======== DATA UNDER STUDY ========
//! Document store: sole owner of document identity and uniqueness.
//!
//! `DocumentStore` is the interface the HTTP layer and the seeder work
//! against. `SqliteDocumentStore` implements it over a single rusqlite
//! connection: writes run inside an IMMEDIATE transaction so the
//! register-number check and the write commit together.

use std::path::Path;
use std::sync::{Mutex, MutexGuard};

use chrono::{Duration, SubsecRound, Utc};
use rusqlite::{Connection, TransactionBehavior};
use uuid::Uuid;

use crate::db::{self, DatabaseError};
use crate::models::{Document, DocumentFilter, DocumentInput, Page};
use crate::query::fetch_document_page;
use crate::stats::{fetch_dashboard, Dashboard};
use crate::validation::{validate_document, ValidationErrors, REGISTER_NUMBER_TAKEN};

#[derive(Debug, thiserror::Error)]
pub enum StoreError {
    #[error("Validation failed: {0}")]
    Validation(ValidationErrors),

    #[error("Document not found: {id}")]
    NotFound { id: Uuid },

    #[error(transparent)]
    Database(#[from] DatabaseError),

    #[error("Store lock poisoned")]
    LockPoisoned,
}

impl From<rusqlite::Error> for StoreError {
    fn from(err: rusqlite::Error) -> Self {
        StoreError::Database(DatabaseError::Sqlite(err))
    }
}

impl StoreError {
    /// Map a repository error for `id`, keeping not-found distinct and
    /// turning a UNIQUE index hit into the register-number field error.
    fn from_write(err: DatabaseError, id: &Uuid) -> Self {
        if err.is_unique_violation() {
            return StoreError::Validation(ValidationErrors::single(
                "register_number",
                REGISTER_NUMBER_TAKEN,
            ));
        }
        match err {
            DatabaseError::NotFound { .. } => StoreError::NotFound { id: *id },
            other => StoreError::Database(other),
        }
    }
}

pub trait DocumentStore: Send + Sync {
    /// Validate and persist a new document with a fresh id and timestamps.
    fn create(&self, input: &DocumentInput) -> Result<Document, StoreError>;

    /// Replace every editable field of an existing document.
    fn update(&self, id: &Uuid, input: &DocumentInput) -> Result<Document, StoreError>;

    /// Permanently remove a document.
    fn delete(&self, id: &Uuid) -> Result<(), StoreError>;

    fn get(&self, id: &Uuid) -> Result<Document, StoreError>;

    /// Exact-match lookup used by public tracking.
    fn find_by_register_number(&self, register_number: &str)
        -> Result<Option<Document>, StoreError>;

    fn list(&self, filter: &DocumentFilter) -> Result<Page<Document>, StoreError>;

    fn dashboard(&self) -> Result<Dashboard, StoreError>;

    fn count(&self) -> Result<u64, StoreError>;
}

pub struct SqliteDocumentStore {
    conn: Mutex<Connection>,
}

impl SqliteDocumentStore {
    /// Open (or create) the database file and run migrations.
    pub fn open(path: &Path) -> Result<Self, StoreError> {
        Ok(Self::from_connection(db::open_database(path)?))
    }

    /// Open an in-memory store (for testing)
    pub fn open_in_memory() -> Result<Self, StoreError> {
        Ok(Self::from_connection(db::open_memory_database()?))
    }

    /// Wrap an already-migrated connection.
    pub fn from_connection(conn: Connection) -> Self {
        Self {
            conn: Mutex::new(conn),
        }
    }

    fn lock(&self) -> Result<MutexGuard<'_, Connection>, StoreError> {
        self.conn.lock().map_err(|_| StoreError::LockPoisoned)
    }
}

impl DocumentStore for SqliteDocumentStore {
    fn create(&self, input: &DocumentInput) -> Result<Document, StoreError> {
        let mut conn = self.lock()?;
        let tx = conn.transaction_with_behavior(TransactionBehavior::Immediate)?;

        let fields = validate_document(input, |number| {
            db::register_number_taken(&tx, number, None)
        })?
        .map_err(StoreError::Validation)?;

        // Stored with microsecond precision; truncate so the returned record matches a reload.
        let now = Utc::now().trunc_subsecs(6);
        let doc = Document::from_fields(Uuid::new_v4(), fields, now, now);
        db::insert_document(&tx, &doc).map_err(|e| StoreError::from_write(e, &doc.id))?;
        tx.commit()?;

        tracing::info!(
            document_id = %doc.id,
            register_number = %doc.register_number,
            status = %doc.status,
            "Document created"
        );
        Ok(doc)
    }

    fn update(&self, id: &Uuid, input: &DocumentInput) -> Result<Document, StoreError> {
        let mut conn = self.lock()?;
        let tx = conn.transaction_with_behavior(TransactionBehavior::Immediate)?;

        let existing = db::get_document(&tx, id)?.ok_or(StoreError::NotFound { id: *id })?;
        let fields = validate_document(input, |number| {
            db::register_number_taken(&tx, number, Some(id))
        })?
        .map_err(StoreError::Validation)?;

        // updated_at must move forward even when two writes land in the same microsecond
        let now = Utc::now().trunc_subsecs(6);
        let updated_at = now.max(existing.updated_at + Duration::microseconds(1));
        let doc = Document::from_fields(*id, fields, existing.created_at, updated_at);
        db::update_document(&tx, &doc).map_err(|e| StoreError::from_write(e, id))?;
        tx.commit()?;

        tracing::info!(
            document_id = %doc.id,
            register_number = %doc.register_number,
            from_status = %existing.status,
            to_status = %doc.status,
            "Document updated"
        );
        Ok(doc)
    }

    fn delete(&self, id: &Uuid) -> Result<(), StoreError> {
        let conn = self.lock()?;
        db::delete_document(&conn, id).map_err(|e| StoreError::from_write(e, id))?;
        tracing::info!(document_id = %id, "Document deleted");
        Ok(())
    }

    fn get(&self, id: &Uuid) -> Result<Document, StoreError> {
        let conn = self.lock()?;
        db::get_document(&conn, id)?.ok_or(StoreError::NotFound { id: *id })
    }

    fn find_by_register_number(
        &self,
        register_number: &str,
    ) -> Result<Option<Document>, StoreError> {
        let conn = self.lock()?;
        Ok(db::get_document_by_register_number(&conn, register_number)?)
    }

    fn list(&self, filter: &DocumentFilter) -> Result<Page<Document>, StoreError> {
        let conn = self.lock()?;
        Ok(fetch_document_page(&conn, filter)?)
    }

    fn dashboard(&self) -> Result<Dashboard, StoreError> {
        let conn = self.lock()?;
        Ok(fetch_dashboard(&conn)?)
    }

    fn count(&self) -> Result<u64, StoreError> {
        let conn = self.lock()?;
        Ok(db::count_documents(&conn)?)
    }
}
========
§ **EXERCISE OBJECTIVE**: With the line containing "Ok(db::get_document_by_register_number(&conn, register_number)?)" as the start and the last line of the material above as the end, copy that run of lines exactly, both ends included, and nothing more.

§ **EXPECTED ANSWER**:
        Ok(db::get_document_by_register_number(&conn, register_number)?)
    }

    fn list(&self, filter: &DocumentFilter) -> Result<Page<Document>, StoreError> {
        let conn = self.lock()?;
        Ok(fetch_document_page(&conn, filter)?)
    }

    fn dashboard(&self) -> Result<Dashboard, StoreError> {
        let conn = self.lock()?;
        Ok(fetch_dashboard(&conn)?)
    }

    fn count(&self) -> Result<u64, StoreError> {
        let conn = self.lock()?;
        Ok(db::count_documents(&conn)?)
    }
}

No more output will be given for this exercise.